Records from a data collection
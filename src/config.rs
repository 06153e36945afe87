//! Command-line / environment configuration

use std::net::SocketAddr;
use std::time::Duration;

use clap::Parser;

use crate::agent::AgentConfig;
use crate::web::SessionLimits;

#[derive(Parser, Debug, Clone)]
#[clap(version, about = "Chat console for a multi-agent A2A supervisor")]
pub struct ConsoleConfig {
    /// Base URL of the supervisor agent (serves /.well-known/agent.json)
    #[clap(long, env = "SUPERVISOR_URL", default_value = "http://localhost:5000")]
    pub supervisor_url: String,

    /// Ollama server used for reasoning
    #[clap(long, env = "OLLAMA_URL", default_value = "http://localhost:11434")]
    pub ollama_url: String,

    /// Model id passed to Ollama
    #[clap(long, env = "A2A_CONSOLE_MODEL", default_value = "qwen3")]
    pub model: String,

    /// Address the web UI listens on
    #[clap(long, env = "A2A_CONSOLE_LISTEN", default_value = "127.0.0.1:8501")]
    pub listen: SocketAddr,

    /// Upper bound on model calls per turn
    #[clap(long, default_value = "10")]
    pub max_iterations: usize,

    /// Timeout for each outbound HTTP request, in seconds
    #[clap(long, default_value = "120")]
    pub http_timeout_secs: u64,

    /// Replace the built-in system prompt
    #[clap(long, env = "A2A_CONSOLE_SYSTEM_PROMPT")]
    pub system_prompt: Option<String>,

    /// OTLP collector; traces are only exported when set
    #[clap(long, env = "OTEL_EXPORTER_OTLP_ENDPOINT")]
    pub otlp_endpoint: Option<String>,

    /// Write logs as JSON lines instead of human-readable text
    #[clap(long, env = "A2A_CONSOLE_LOG_JSON")]
    pub log_json: bool,

    /// Chat sessions kept in memory at once
    #[clap(long, default_value = "1000")]
    pub max_sessions: usize,

    /// Chat sessions idle for longer than this are dropped, in seconds
    #[clap(long, default_value = "3600")]
    pub session_idle_secs: u64,

    /// Discover the supervisor's capabilities before serving the first request
    #[clap(long)]
    pub discover_on_start: bool,
}

impl ConsoleConfig {
    pub fn http_timeout(&self) -> Duration {
        Duration::from_secs(self.http_timeout_secs)
    }

    pub fn session_limits(&self) -> SessionLimits {
        SessionLimits {
            max_sessions: self.max_sessions,
            idle_timeout: Duration::from_secs(self.session_idle_secs),
        }
    }

    pub fn agent_config(&self) -> AgentConfig {
        AgentConfig {
            model: self.model.clone(),
            max_iterations: self.max_iterations,
            system_prompt: self.system_prompt.clone(),
        }
    }
}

> [Brief]: There is a run of lines above from the one with "pub fn http_timeout(&self)" to the one with "pub fn agent_config(&self)"; print exactly that run, both ends included, and nothing else.

> [Task result]:
    pub fn http_timeout(&self) -> Duration {
        Duration::from_secs(self.http_timeout_secs)
    }

    pub fn session_limits(&self) -> SessionLimits {
        SessionLimits {
            max_sessions: self.max_sessions,
            idle_timeout: Duration::from_secs(self.session_idle_secs),
        }
    }

    pub fn agent_config(&self) -> AgentConfig {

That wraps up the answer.